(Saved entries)
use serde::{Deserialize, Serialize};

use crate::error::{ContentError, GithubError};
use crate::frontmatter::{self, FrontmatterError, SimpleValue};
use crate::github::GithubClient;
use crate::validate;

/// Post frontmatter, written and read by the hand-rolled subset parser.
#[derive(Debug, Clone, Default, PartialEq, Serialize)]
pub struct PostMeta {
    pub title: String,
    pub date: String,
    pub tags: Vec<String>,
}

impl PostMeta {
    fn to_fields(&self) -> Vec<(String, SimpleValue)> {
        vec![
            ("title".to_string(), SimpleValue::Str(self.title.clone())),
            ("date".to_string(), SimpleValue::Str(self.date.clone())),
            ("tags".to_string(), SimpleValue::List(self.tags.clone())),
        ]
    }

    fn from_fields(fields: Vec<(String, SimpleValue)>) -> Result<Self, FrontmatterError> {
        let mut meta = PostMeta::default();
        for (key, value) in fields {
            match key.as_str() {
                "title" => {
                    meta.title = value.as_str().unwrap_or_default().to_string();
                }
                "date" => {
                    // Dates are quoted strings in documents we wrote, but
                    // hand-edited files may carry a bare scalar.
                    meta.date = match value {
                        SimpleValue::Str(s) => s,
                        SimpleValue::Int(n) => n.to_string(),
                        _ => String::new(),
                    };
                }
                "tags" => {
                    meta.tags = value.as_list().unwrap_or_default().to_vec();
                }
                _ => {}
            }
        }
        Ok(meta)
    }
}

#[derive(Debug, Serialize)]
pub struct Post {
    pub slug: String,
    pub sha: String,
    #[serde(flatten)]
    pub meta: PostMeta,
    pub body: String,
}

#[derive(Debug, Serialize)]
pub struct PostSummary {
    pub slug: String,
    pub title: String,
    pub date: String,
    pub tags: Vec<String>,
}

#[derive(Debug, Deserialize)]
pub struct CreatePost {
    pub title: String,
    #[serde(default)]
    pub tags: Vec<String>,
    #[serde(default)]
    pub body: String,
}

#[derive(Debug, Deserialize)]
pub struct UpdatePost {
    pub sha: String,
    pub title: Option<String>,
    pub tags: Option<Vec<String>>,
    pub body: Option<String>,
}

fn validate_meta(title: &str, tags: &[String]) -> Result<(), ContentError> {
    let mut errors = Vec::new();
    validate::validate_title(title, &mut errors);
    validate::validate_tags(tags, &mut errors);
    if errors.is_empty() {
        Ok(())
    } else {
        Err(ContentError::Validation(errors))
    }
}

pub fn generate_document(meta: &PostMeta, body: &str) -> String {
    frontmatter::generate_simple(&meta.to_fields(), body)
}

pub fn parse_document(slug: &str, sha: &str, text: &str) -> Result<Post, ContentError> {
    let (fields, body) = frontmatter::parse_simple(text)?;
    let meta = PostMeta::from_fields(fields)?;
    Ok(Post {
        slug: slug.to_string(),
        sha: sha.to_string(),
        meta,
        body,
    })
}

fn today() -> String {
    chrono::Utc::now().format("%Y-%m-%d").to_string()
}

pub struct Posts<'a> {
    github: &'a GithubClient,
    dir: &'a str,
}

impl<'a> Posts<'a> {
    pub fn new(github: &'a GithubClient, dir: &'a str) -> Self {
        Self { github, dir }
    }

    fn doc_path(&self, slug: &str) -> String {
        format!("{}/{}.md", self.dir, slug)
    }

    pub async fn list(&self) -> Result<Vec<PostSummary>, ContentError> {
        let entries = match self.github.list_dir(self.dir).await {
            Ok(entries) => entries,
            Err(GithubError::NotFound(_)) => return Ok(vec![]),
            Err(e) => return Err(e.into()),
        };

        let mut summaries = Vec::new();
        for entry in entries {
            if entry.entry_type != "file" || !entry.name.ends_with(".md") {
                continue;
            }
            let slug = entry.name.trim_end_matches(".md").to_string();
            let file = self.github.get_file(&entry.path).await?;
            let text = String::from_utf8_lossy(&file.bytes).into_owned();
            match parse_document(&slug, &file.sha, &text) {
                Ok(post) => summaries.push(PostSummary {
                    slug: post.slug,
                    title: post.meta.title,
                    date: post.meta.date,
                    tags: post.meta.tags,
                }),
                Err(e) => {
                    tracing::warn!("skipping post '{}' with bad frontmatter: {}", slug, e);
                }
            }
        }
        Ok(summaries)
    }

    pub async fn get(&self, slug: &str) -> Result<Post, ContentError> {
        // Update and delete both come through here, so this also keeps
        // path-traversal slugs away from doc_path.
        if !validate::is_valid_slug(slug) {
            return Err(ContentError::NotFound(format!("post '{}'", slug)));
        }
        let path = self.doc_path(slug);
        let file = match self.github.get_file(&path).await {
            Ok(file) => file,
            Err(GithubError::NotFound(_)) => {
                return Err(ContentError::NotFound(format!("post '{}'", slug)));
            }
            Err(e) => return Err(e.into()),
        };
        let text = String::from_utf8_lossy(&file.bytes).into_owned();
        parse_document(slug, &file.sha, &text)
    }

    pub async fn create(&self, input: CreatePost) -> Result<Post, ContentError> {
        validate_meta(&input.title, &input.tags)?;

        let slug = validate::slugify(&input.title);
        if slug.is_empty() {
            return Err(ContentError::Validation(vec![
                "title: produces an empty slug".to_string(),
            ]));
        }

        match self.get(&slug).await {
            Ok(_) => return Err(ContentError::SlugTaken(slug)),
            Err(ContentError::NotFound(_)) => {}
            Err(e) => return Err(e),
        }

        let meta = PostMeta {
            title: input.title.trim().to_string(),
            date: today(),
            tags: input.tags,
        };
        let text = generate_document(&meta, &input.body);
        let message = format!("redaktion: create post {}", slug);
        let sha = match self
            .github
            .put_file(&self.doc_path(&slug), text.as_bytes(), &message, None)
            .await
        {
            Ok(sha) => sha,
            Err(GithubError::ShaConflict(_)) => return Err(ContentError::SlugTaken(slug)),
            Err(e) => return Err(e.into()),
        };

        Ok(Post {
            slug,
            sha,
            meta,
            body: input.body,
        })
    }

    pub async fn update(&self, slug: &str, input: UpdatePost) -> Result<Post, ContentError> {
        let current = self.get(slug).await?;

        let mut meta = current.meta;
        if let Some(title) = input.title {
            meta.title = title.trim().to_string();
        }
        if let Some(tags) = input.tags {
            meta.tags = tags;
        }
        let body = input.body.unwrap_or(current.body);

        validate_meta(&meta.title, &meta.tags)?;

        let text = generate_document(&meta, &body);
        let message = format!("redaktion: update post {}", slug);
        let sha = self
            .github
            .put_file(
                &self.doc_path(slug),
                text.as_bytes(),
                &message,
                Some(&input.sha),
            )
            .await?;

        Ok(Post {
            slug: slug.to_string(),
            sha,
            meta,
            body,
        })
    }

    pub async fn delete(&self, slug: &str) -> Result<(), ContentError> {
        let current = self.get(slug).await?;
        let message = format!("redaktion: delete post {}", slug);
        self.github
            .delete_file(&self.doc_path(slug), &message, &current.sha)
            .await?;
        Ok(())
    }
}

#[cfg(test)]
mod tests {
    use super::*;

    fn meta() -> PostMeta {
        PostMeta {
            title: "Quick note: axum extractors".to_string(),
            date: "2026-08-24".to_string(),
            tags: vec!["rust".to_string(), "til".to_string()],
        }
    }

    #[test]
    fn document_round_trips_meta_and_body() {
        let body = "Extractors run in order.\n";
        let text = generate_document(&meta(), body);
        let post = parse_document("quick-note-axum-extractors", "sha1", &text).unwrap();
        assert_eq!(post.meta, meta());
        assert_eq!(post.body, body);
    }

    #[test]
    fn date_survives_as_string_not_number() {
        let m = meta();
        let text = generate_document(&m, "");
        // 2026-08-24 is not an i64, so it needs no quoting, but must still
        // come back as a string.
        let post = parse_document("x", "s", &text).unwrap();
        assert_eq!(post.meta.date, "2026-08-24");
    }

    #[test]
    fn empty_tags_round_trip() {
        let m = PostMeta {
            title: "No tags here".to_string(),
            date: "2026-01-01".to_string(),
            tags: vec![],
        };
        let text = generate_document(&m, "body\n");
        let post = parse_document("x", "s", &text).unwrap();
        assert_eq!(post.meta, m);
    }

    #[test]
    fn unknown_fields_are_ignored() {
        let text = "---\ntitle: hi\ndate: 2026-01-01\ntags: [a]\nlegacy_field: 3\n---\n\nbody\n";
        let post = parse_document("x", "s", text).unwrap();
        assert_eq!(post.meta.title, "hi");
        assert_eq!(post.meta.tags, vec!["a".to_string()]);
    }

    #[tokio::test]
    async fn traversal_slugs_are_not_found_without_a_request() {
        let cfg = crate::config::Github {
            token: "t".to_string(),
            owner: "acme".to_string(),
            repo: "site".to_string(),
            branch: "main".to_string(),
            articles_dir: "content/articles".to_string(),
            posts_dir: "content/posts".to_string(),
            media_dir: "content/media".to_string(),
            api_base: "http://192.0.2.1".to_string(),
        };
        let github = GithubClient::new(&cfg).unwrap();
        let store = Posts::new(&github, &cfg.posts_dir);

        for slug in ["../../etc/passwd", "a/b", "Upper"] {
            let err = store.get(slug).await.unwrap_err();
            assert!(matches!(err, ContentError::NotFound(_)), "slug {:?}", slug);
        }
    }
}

Assigned task
Those lines above that contain the string "struct" should be returned.

Finished exercise
pub struct PostMeta {
pub struct Post {
pub struct PostSummary {
pub struct CreatePost {
pub struct UpdatePost {
pub struct Posts<'a> {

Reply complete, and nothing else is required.